→ **TO DO**:
Each line starting at the one that contains "token or value." and ending at the one that contains "raw string, so" must be returned exactly, and the rest of the listing is left out.

→ **PROVIDED RECORDS**:
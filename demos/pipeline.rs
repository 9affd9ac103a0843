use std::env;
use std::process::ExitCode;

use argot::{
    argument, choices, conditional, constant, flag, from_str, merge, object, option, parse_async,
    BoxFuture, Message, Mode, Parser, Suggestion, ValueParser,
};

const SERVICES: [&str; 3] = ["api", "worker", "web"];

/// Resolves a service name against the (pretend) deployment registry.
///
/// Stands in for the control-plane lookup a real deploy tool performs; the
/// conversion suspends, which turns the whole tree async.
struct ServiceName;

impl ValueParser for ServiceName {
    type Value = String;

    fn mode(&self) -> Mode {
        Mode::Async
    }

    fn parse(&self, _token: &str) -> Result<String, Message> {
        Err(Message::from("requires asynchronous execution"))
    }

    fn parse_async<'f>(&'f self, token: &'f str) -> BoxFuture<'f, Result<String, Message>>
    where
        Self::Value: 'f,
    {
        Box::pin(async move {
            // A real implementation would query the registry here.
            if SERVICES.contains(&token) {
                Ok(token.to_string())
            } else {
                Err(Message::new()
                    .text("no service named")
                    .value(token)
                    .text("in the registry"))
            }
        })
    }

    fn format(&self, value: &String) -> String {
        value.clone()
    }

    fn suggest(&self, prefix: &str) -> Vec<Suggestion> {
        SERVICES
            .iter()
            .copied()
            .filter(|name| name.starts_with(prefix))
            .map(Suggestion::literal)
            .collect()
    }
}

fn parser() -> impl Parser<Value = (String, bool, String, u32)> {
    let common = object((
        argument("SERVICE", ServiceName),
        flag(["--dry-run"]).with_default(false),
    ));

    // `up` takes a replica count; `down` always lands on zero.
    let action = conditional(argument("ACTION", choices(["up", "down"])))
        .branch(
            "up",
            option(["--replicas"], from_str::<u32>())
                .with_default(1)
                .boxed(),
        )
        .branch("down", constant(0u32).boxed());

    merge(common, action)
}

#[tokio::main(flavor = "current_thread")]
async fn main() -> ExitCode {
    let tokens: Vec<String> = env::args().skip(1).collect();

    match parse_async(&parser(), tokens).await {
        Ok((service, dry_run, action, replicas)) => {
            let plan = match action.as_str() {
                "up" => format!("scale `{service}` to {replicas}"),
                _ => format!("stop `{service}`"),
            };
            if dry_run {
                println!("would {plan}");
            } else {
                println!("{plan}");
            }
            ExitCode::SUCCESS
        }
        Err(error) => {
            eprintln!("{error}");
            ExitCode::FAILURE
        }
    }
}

--

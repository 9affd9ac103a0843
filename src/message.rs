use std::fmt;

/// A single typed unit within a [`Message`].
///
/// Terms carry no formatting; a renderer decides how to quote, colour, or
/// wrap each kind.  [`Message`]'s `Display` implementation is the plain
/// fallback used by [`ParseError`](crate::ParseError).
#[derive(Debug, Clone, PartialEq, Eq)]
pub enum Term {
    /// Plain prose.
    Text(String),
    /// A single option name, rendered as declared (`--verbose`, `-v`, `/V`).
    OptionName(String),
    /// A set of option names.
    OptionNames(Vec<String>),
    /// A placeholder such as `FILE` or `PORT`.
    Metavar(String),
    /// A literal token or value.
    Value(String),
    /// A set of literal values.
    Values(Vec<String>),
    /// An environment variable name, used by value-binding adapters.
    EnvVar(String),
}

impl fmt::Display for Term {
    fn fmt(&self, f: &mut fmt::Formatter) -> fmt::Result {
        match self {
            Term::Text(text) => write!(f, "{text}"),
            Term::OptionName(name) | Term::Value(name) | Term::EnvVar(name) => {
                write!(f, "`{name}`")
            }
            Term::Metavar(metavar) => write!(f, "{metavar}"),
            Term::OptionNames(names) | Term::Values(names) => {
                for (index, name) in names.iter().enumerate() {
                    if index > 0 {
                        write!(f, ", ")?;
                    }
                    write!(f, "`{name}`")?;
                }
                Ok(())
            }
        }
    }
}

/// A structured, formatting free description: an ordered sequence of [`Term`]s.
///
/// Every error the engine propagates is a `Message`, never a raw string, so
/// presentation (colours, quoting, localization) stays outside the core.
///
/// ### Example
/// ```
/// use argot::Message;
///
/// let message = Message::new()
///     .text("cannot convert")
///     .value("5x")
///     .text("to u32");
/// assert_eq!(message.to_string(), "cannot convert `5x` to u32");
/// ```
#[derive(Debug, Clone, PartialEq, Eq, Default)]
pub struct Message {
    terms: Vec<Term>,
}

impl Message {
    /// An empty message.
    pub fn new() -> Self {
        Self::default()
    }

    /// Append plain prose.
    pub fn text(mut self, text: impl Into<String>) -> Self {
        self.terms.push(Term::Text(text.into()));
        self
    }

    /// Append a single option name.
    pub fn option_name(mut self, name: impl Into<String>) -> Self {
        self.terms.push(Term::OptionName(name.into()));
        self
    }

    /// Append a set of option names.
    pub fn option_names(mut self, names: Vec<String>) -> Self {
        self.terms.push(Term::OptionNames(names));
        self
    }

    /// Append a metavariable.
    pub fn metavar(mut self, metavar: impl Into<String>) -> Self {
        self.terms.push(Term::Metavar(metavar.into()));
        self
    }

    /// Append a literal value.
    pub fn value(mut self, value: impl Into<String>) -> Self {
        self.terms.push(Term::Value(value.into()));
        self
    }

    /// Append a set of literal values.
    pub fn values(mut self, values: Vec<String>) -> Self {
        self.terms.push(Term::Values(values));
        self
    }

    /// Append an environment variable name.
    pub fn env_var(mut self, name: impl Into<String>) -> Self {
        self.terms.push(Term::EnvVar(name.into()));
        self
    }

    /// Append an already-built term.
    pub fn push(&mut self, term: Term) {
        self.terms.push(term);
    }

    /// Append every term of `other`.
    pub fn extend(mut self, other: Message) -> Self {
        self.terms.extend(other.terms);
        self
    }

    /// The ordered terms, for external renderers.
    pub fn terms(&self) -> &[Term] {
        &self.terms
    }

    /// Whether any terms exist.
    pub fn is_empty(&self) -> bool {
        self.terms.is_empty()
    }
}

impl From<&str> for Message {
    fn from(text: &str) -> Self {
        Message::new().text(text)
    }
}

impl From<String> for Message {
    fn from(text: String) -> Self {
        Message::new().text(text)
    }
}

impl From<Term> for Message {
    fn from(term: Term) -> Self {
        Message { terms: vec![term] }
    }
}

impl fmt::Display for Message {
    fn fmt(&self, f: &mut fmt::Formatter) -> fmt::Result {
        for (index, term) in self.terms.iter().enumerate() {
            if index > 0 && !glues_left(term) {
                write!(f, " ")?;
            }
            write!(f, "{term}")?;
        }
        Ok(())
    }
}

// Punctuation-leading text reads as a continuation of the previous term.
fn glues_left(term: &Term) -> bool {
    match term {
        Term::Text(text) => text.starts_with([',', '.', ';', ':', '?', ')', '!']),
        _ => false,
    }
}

→ **TASK RESPONSE**:
    /// A literal token or value.
    Value(String),
    /// A set of literal values.
    Values(Vec<String>),
    /// An environment variable name, used by value-binding adapters.
    EnvVar(String),
}

impl fmt::Display for Term {
    fn fmt(&self, f: &mut fmt::Formatter) -> fmt::Result {
        match self {
            Term::Text(text) => write!(f, "{text}"),
            Term::OptionName(name) | Term::Value(name) | Term::EnvVar(name) => {
                write!(f, "`{name}`")
            }
            Term::Metavar(metavar) => write!(f, "{metavar}"),
            Term::OptionNames(names) | Term::Values(names) => {
                for (index, name) in names.iter().enumerate() {
                    if index > 0 {
                        write!(f, ", ")?;
                    }
                    write!(f, "`{name}`")?;
                }
                Ok(())
            }
        }
    }
}

/// A structured, formatting free description: an ordered sequence of [`Term`]s.
///
/// Every error the engine propagates is a `Message`, never a raw string, so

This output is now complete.